> [Work request]
Only the lines from the beginning of the data below through the line that contains "pub struct Config" should be repeated, exactly as written.
--- Record extracts Enclosed Below ---
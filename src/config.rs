use std::{env, fmt::Display, str::FromStr};

use anyhow::{anyhow, Context};
use tracing::info;

pub const DEFAULT_MODEL: &str = "claude-sonnet-4-20250514";
pub const ANTHROPIC_VERSION: &str = "2023-06-01";

#[derive(Debug, Clone)]
pub struct Config {
    pub port: u16,
    pub session_ttl_hours: i64,
    pub impersonation_ttl_minutes: i64,
    pub cors_origin: Option<String>,
    pub llm: Option<LlmConfig>,
}

#[derive(Clone)]
pub struct LlmConfig {
    pub api_key: String,
    pub model: String,
    pub base_url: String,
    pub max_tokens: u32,
}

impl std::fmt::Debug for LlmConfig {
    fn fmt(&self, f: &mut std::fmt::Formatter<'_>) -> std::fmt::Result {
        f.debug_struct("LlmConfig")
            .field("api_key", &"<redacted>")
            .field("model", &self.model)
            .field("base_url", &self.base_url)
            .field("max_tokens", &self.max_tokens)
            .finish()
    }
}

impl Default for Config {
    fn default() -> Self {
        Self {
            port: 8080,
            session_ttl_hours: 24,
            impersonation_ttl_minutes: 60,
            cors_origin: None,
            llm: None,
        }
    }
}

impl Config {
    pub fn load() -> anyhow::Result<Self> {
        let llm = match optional("ANTHROPIC_API_KEY") {
            Some(api_key) => Some(LlmConfig {
                api_key,
                model: try_load("ANTHROPIC_MODEL", DEFAULT_MODEL)?,
                base_url: try_load("ANTHROPIC_BASE_URL", "https://api.anthropic.com")?,
                max_tokens: try_load("ANTHROPIC_MAX_TOKENS", "1500")?,
            }),
            None => {
                info!("ANTHROPIC_API_KEY not set, explanation generation disabled");
                None
            }
        };

        Ok(Self {
            port: try_load("PORT", "8080")?,
            session_ttl_hours: try_load_positive("SESSION_TTL_HOURS", "24")?,
            impersonation_ttl_minutes: try_load_positive("IMPERSONATION_TTL_MINUTES", "60")?,
            cors_origin: optional("CORS_ORIGIN"),
            llm,
        })
    }
}

pub fn database_url() -> anyhow::Result<String> {
    env::var("DATABASE_URL").context("DATABASE_URL must be set to a Postgres instance")
}

fn optional(key: &str) -> Option<String> {
    env::var(key).ok().filter(|v| !v.trim().is_empty())
}

fn try_load<T: FromStr>(key: &str, default: &str) -> anyhow::Result<T>
where
    T::Err: Display,
{
    let raw = optional(key).unwrap_or_else(|| {
        info!("{key} not set, using default: {default}");
        default.to_string()
    });
    raw.trim()
        .parse()
        .map_err(|e| anyhow!("invalid {key} value {raw:?}: {e}"))
}

fn try_load_positive(key: &str, default: &str) -> anyhow::Result<i64> {
    let value: i64 = try_load(key, default)?;
    if value <= 0 {
        return Err(anyhow!("{key} must be positive, got {value}"));
    }
    Ok(value)
}

#[cfg(test)]
mod tests {
    use super::*;

    #[test]
    fn defaults_parse_when_unset() {
        let port: u16 = try_load("ELEVENPLUS_TEST_UNSET_PORT", "8080").unwrap();
        assert_eq!(port, 8080);
    }

    #[test]
    fn malformed_defaults_are_errors() {
        let result: anyhow::Result<u16> = try_load("ELEVENPLUS_TEST_UNSET_PORT", "eighty");
        assert!(result.is_err());
    }

    #[test]
    fn durations_must_be_positive() {
        assert_eq!(try_load_positive("ELEVENPLUS_TEST_UNSET_TTL", "60").unwrap(), 60);
        for bad in ["0", "-15"] {
            let err = try_load_positive("ELEVENPLUS_TEST_UNSET_TTL", bad).unwrap_err();
            assert!(err.to_string().contains("must be positive"));
        }
    }

    #[test]
    fn llm_key_is_redacted_in_debug() {
        let llm = LlmConfig {
            api_key: "sk-secret".into(),
            model: DEFAULT_MODEL.into(),
            base_url: "https://api.anthropic.com".into(),
            max_tokens: 100,
        };
        assert!(!format!("{llm:?}").contains("sk-secret"));
    }
}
--- End of Enclosed Record extracts ---
> [Task result]
filename src/config.rs
use std::{env, fmt::Display, str::FromStr};

use anyhow::{anyhow, Context};
use tracing::info;

pub const DEFAULT_MODEL: &str = "claude-sonnet-4-20250514";
pub const ANTHROPIC_VERSION: &str = "2023-06-01";

#[derive(Debug, Clone)]
pub struct Config {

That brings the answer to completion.